_Your task_
Copy every record exactly as it appears in the data below.

Stored items:
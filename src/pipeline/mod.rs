//! Threshold pipeline
//!
//! An inline subscriber that reads a decimal number from each payload on
//! its input filter and republishes a label to the output topic, retained
//! at QoS 0: `high` when the value is above the threshold, `normal`
//! otherwise. Payloads that do not parse count as `normal`.

use async_trait::async_trait;
use tracing::{debug, warn};

use crate::broker::{BrokerError, InlineClient, InlineHandler, InlineMessage};
use crate::config::PipelineConfig;
use crate::protocol::QoS;

/// Classification of one reading
#[derive(Debug, Clone, Copy, PartialEq, Eq)]
pub enum Level {
    High,
    Normal,
}

impl Level {
    pub fn as_str(self) -> &'static str {
        match self {
            Level::High => "high",
            Level::Normal => "normal",
        }
    }
}

impl std::fmt::Display for Level {
    fn fmt(&self, f: &mut std::fmt::Formatter<'_>) -> std::fmt::Result {
        f.write_str(self.as_str())
    }
}

/// Numeric value of a payload, if it is the textual form of a float
pub fn parse_reading(payload: &[u8]) -> Option<f64> {
    std::str::from_utf8(payload).ok()?.parse::<f64>().ok()
}

#[derive(Debug, Clone)]
pub struct ThresholdPipeline {
    output_topic: String,
    threshold: f64,
}

impl ThresholdPipeline {
    pub fn new(output_topic: impl Into<String>, threshold: f64) -> Self {
        Self {
            output_topic: output_topic.into(),
            threshold,
        }
    }

    pub fn output_topic(&self) -> &str {
        &self.output_topic
    }

    pub fn threshold(&self) -> f64 {
        self.threshold
    }

    /// `High` only for a reading strictly above the threshold
    pub fn classify(&self, payload: &[u8]) -> Level {
        match parse_reading(payload) {
            Some(value) if value > self.threshold => Level::High,
            _ => Level::Normal,
        }
    }

    /// Subscribe the pipeline to the configured input filter
    pub async fn start(config: &PipelineConfig, client: &InlineClient) -> Result<(), BrokerError> {
        let pipeline = Self::new(config.output_topic.clone(), config.threshold);
        client
            .subscribe(&config.input_topic, config.subscription_id, pipeline)
            .await?;
        debug!(
            "Threshold pipeline {} -> {} (threshold {})",
            config.input_topic, config.output_topic, config.threshold
        );
        Ok(())
    }
}

#[async_trait]
impl InlineHandler for ThresholdPipeline {
    async fn on_message(&self, client: &InlineClient, message: InlineMessage) {
        debug!(
            "Inline client received {:?} on {} (subscription {:?})",
            String::from_utf8_lossy(&message.payload),
            message.topic,
            message.subscription_id
        );

        let level = self.classify(&message.payload);
        match client
            .publish(&self.output_topic, level.as_str(), true, QoS::AtMostOnce)
            .await
        {
            Ok(delivered) => debug!(
                "Published {} to {} ({} subscriber(s))",
                level, self.output_topic, delivered
            ),
            Err(e) => warn!("Pipeline publish to {} failed: {}", self.output_topic, e),
        }
    }
}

_Result of this exercise_
filename src/pipeline/mod.rs
//! Threshold pipeline
//!
//! An inline subscriber that reads a decimal number from each payload on
//! its input filter and republishes a label to the output topic, retained
//! at QoS 0: `high` when the value is above the threshold, `normal`
//! otherwise. Payloads that do not parse count as `normal`.

use async_trait::async_trait;
use tracing::{debug, warn};

use crate::broker::{BrokerError, InlineClient, InlineHandler, InlineMessage};
use crate::config::PipelineConfig;
use crate::protocol::QoS;

/// Classification of one reading
#[derive(Debug, Clone, Copy, PartialEq, Eq)]
pub enum Level {
    High,
    Normal,
}

impl Level {
    pub fn as_str(self) -> &'static str {
        match self {
            Level::High => "high",
            Level::Normal => "normal",
        }
    }
}

impl std::fmt::Display for Level {
    fn fmt(&self, f: &mut std::fmt::Formatter<'_>) -> std::fmt::Result {
        f.write_str(self.as_str())
    }
}

/// Numeric value of a payload, if it is the textual form of a float
pub fn parse_reading(payload: &[u8]) -> Option<f64> {
    std::str::from_utf8(payload).ok()?.parse::<f64>().ok()
}

#[derive(Debug, Clone)]
pub struct ThresholdPipeline {
    output_topic: String,
    threshold: f64,
}

impl ThresholdPipeline {
    pub fn new(output_topic: impl Into<String>, threshold: f64) -> Self {
        Self {
            output_topic: output_topic.into(),
            threshold,
        }
    }

    pub fn output_topic(&self) -> &str {
        &self.output_topic
    }

    pub fn threshold(&self) -> f64 {
        self.threshold
    }

    /// `High` only for a reading strictly above the threshold
    pub fn classify(&self, payload: &[u8]) -> Level {
        match parse_reading(payload) {
            Some(value) if value > self.threshold => Level::High,
            _ => Level::Normal,
        }
    }

    /// Subscribe the pipeline to the configured input filter
    pub async fn start(config: &PipelineConfig, client: &InlineClient) -> Result<(), BrokerError> {
        let pipeline = Self::new(config.output_topic.clone(), config.threshold);
        client
            .subscribe(&config.input_topic, config.subscription_id, pipeline)
            .await?;
        debug!(
            "Threshold pipeline {} -> {} (threshold {})",
            config.input_topic, config.output_topic, config.threshold
        );
        Ok(())
    }
}

#[async_trait]
impl InlineHandler for ThresholdPipeline {
    async fn on_message(&self, client: &InlineClient, message: InlineMessage) {
        debug!(
            "Inline client received {:?} on {} (subscription {:?})",
            String::from_utf8_lossy(&message.payload),
            message.topic,
            message.subscription_id
        );

        let level = self.classify(&message.payload);
        match client
            .publish(&self.output_topic, level.as_str(), true, QoS::AtMostOnce)
            .await
        {
            Ok(delivered) => debug!(
                "Published {} to {} ({} subscriber(s))",
                level, self.output_topic, delivered
            ),
            Err(e) => warn!("Pipeline publish to {} failed: {}", self.output_topic, e),
        }
    }
}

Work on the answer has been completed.